Red Hat Bugzilla – Bug 1303136
Cannot create a new resource with the same name of a one failed and deleted before, until cleanup
Last modified: 2018-03-23 07:22:53 EDT
Description of problem: If you remove a resource which has failed actions you can't create a new resource with the same name until you do a cleanup. Version-Release number of selected component (if applicable): pacemaker-1.1.13-10.el7.x86_64 pcs-0.9.143-15.el7.x86_64 How reproducible: Always, at least from my tests.

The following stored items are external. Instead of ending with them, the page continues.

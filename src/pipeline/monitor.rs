//! Thread-safe progress accounting for an in-flight run
//!
//! The monitor is the only state mutated concurrently by multiple workers.
//! Counter updates and the progress line emission happen under one mutex
//! guard, so a reported rate is never computed from stale totals. The guard
//! is never held across a network call; the log emission is a non-blocking
//! unbounded-channel send.

use crate::pipeline::LogSender;
use std::sync::Mutex;
use std::time::{Duration, Instant};

/// Running totals for one scraping run
#[derive(Debug, Clone, Copy, Default)]
pub struct AggregateStats {
    pub processed_count: u64,
    pub total_words: u64,
}

/// Mutex-guarded progress counters, constructed once per run
pub struct ProgressMonitor {
    stats: Mutex<AggregateStats>,
    start_time: Instant,
    log: LogSender,
}

impl ProgressMonitor {
    /// Creates a monitor; elapsed time is measured from this call
    pub fn new(log: LogSender) -> Self {
        Self {
            stats: Mutex::new(AggregateStats::default()),
            start_time: Instant::now(),
            log,
        }
    }

    /// Records one successful extraction and emits a progress block
    pub fn record_success(&self, url: &str, word_count: usize, worker_id: &str) {
        let mut stats = self.stats.lock().unwrap();
        stats.processed_count += 1;
        stats.total_words += word_count as u64;
        let elapsed = self.start_time.elapsed();
        let line = progress_block(url, word_count, worker_id, *stats, elapsed);
        let _ = self.log.send(line);
    }

    /// Snapshot of the current totals
    pub fn snapshot(&self) -> AggregateStats {
        *self.stats.lock().unwrap()
    }
}

/// Formats one progress block; the rate line is omitted entirely when no
/// time has elapsed, rather than dividing by zero
fn progress_block(
    url: &str,
    word_count: usize,
    worker_id: &str,
    stats: AggregateStats,
    elapsed: Duration,
) -> String {
    let secs = elapsed.as_secs_f64();
    let mut block = format!(
        "[{:.1}s] {}: {}\n  Content: {} words\n  Progress: {} articles, {} words total",
        secs, worker_id, url, word_count, stats.processed_count, stats.total_words
    );
    if secs > 0.0 {
        block.push_str(&format!(
            "\n  Rate: {:.2} articles/sec, {:.0} words/sec",
            stats.processed_count as f64 / secs,
            stats.total_words as f64 / secs
        ));
    }
    block
}
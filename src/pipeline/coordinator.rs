//! Run coordination over a bounded worker pool
//!
//! The coordinator owns everything a run needs: the task list, the shared
//! HTTP client, the progress monitor, and the outcome collections. Workers
//! claim tasks through an atomic index over a shared slice and hand every
//! result back over the pool's outcome channel; only the coordinating
//! context ever appends to the success and failure lists. The run finalizes
//! behind a full barrier: nothing is persisted or summarized until every
//! claimed task has resolved to exactly one outcome.

use crate::config::Config;
use crate::output::CsvStore;
use crate::pipeline::fetcher::{
    build_http_client, fetch_article, FailureRecord, FetchError, SuccessRecord,
};
use crate::pipeline::monitor::ProgressMonitor;
use crate::pipeline::{CancelSignal, LogSender};
use crate::PressclipError;
use reqwest::Client;
use std::sync::atomic::{AtomicUsize, Ordering};
use std::sync::Arc;
use std::time::Duration;
use tokio::sync::mpsc;

/// One unit of work: a single URL to fetch and classify
#[derive(Debug, Clone)]
pub struct ArticleTask {
    pub url: String,
}

/// The tagged result of one task; exactly one per task, no exceptions
#[derive(Debug)]
pub enum TaskOutcome {
    Success(SuccessRecord),
    Failure(FailureRecord),
}

/// Per-URL result in original input order, for the final report
#[derive(Debug, Clone)]
pub enum UrlStatus {
    Succeeded { title: String, word_count: usize },
    Failed { reason: String },
}

/// Everything a completed run produced, before rendering
#[derive(Debug)]
pub struct RunSummary {
    /// Number of input URLs
    pub attempted: usize,
    /// Successful records, in the order they were finalized
    pub successes: Vec<SuccessRecord>,
    /// Failure records, in the order they were finalized
    pub failures: Vec<FailureRecord>,
    /// Per-URL outcome in original input order
    pub statuses: Vec<(String, UrlStatus)>,
}

impl RunSummary {
    fn empty() -> Self {
        Self {
            attempted: 0,
            successes: Vec::new(),
            failures: Vec::new(),
            statuses: Vec::new(),
        }
    }

    /// Percentage of attempted URLs that produced a success
    pub fn success_rate(&self) -> f64 {
        if self.attempted == 0 {
            0.0
        } else {
            self.successes.len() as f64 / self.attempted as f64 * 100.0
        }
    }
}

/// Coordinates one scraping run end to end
pub struct Coordinator {
    config: Arc<Config>,
    tasks: Vec<ArticleTask>,
    log: LogSender,
    cancel: CancelSignal,
}

impl Coordinator {
    /// Creates a coordinator for one run over the given URLs
    ///
    /// All run state (monitor, client, counters) is scoped to this instance;
    /// concurrent runs do not share anything.
    pub fn new(config: Config, urls: Vec<String>, log: LogSender) -> Self {
        let tasks = urls.into_iter().map(|url| ArticleTask { url }).collect();
        Self {
            config: Arc::new(config),
            tasks,
            log,
            cancel: CancelSignal::new(),
        }
    }

    /// Handle for external cancellation (Ctrl-C, caller shutdown)
    pub fn cancel_signal(&self) -> CancelSignal {
        self.cancel.clone()
    }

    /// Runs the pipeline to completion and returns the finalized summary
    ///
    /// Dispatches one task per URL onto the worker pool, waits for every
    /// outcome, writes successes to the CSV table, and reports totals.
    pub async fn run(self) -> Result<RunSummary, PressclipError> {
        let attempted = self.tasks.len();
        if attempted == 0 {
            tracing::warn!("no URLs supplied, nothing to scrape");
            let _ = self
                .log
                .send("Warning: no URLs supplied, nothing to scrape".to_string());
            return Ok(RunSummary::empty());
        }

        let pool_size = (self.config.scraper.max_concurrent_fetches as usize).min(attempted);
        tracing::info!(urls = attempted, workers = pool_size, "starting scraping run");
        let _ = self.log.send(format!(
            "Scraping {} URL(s) with {} worker(s)",
            attempted, pool_size
        ));

        let client = build_http_client(&self.config.scraper)?;
        let monitor = Arc::new(ProgressMonitor::new(self.log.clone()));

        self.arm_run_watchdog();

        let tasks: Arc<[ArticleTask]> = self.tasks.into();
        let next_index = Arc::new(AtomicUsize::new(0));
        let (outcome_tx, mut outcome_rx) = mpsc::unbounded_channel::<(usize, TaskOutcome)>();

        for n in 1..=pool_size {
            let worker = WorkerContext {
                worker_id: format!("worker-{}", n),
                tasks: Arc::clone(&tasks),
                next_index: Arc::clone(&next_index),
                outcome_tx: outcome_tx.clone(),
                client: client.clone(),
                config: Arc::clone(&self.config),
                monitor: Arc::clone(&monitor),
                cancel: self.cancel.clone(),
            };
            tokio::spawn(worker.run());
        }
        // The channel closes when the last worker drops its sender
        drop(outcome_tx);

        // Barrier: drain every outcome before any finalization
        let mut successes = Vec::new();
        let mut failures = Vec::new();
        let mut statuses: Vec<Option<UrlStatus>> = vec![None; attempted];
        while let Some((index, outcome)) = outcome_rx.recv().await {
            match outcome {
                TaskOutcome::Success(record) => {
                    statuses[index] = Some(UrlStatus::Succeeded {
                        title: record.fields.title.clone(),
                        word_count: record.fields.word_count,
                    });
                    successes.push(record);
                }
                TaskOutcome::Failure(failure) => {
                    statuses[index] = Some(UrlStatus::Failed {
                        reason: failure.reason.clone(),
                    });
                    failures.push(failure);
                }
            }
        }

        // Workers resolve every claimed index; an unresolved slot would mean
        // a worker died without reporting, which still must not lose the URL
        let statuses: Vec<(String, UrlStatus)> = tasks
            .iter()
            .zip(statuses)
            .map(|(task, status)| {
                let status = status.unwrap_or_else(|| {
                    tracing::error!(url = %task.url, "task resolved without an outcome");
                    UrlStatus::Failed {
                        reason: "unresolved: worker terminated without reporting".to_string(),
                    }
                });
                (task.url.clone(), status)
            })
            .collect();

        let summary = RunSummary {
            attempted,
            successes,
            failures,
            statuses,
        };

        // Persist after the barrier; a run with outcomes but no successes
        // still leaves a header-only table behind
        if !summary.successes.is_empty() || !summary.failures.is_empty() {
            let store = CsvStore::new(&self.config.output.csv_path);
            store.write(&summary.successes)?;
            let _ = self.log.send(format!(
                "Saved {} article(s) to {}",
                summary.successes.len(),
                self.config.output.csv_path
            ));
        }

        tracing::info!(
            attempted = summary.attempted,
            succeeded = summary.successes.len(),
            failed = summary.failures.len(),
            "scraping run complete"
        );
        let _ = self.log.send(format!(
            "Run complete: {} succeeded, {} failed out of {}",
            summary.successes.len(),
            summary.failures.len(),
            summary.attempted
        ));

        Ok(summary)
    }

    /// Arms the optional run-level duration bound
    ///
    /// The watchdog trips the same cancellation path as an external signal:
    /// undispatched tasks fail as cancelled, in-flight tasks finish or hit
    /// their own request timeout.
    fn arm_run_watchdog(&self) {
        if let Some(secs) = self.config.scraper.max_run_duration_secs {
            let cancel = self.cancel.clone();
            tokio::spawn(async move {
                tokio::time::sleep(Duration::from_secs(secs)).await;
                if !cancel.is_cancelled() {
                    tracing::warn!(limit_secs = secs, "run duration limit hit, cancelling");
                    cancel.cancel();
                }
            });
        }
    }
}

/// Everything one pool worker needs to claim and resolve tasks
struct WorkerContext {
    worker_id: String,
    tasks: Arc<[ArticleTask]>,
    next_index: Arc<AtomicUsize>,
    outcome_tx: mpsc::UnboundedSender<(usize, TaskOutcome)>,
    client: Client,
    config: Arc<Config>,
    monitor: Arc<ProgressMonitor>,
    cancel: CancelSignal,
}

impl WorkerContext {
    /// Claims tasks until the slice is exhausted
    ///
    /// Claiming an index is dispatch: each claimed task resolves to exactly
    /// one outcome on the channel, including tasks claimed after
    /// cancellation, which resolve as cancelled failures without fetching.
    async fn run(self) {
        loop {
            let index = self.next_index.fetch_add(1, Ordering::Relaxed);
            if index >= self.tasks.len() {
                break;
            }
            let task = &self.tasks[index];

            let outcome = if self.cancel.is_cancelled() {
                TaskOutcome::Failure(FailureRecord {
                    url: task.url.clone(),
                    reason: FetchError::Cancelled.to_string(),
                })
            } else {
                tracing::debug!(worker = %self.worker_id, url = %task.url, "fetching");
                match fetch_article(
                    &self.client,
                    &task.url,
                    &self.worker_id,
                    &self.config.scraper,
                    &self.monitor,
                )
                .await
                {
                    Ok(record) => TaskOutcome::Success(record),
                    Err(error) => {
                        tracing::debug!(worker = %self.worker_id, url = %task.url, %error, "fetch failed");
                        TaskOutcome::Failure(FailureRecord {
                            url: task.url.clone(),
                            reason: error.to_string(),
                        })
                    }
                }
            };

            if self.outcome_tx.send((index, outcome)).is_err() {
                // Coordinator went away; no point claiming further work
                break;
            }
        }
    }
}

Steps to Reproduce: 1. Delete a resource which has got failed actions: # sudo pcs resource delete nova-compute-checkevacuate Removing Constraint - location-nova-compute-checkevacuate-clone Removing Constraint - order-openstack-nova-conductor-clone-nova-compute-checkevacuate-clone-mandatory Removing Constraint - order-nova-compute-checkevacuate-clone-nova-compute-clone-mandatory Deleting Resource - nova-compute-checkevacuate Removal is successful: 2. Try to create a resource with the same name: # source ./overcloudrc; sudo pcs resource create nova-compute-checkevacuate ocf:openstack:nova-compute-wait auth_url=$OS_AUTH_URL username=$OS_USERNAME password=$OS_PASSWORD tenant_name=$OS_TENANT_NAME domain=localdomain no_shared_storage=1 op start timeout=300 --clone interleave=true --disabled --force Error: unable to create resource/fence device 'nova-compute-checkevacuate', 'nova-compute-checkevacuate' already exists on this system 3. Try to delete the (nonexistent) resource: # sudo pcs resource delete nova-compute-checkevacuate Error: Resource 'nova-compute-checkevacuate' does not exist. Actual results: Error: unable to create resource/fence device 'nova-compute-checkevacuate', 'nova-compute-checkevacuate' already exists on this system Expected results: Resource is successfully created. Additional info: As a workaround things gets fixed if you clean up everything.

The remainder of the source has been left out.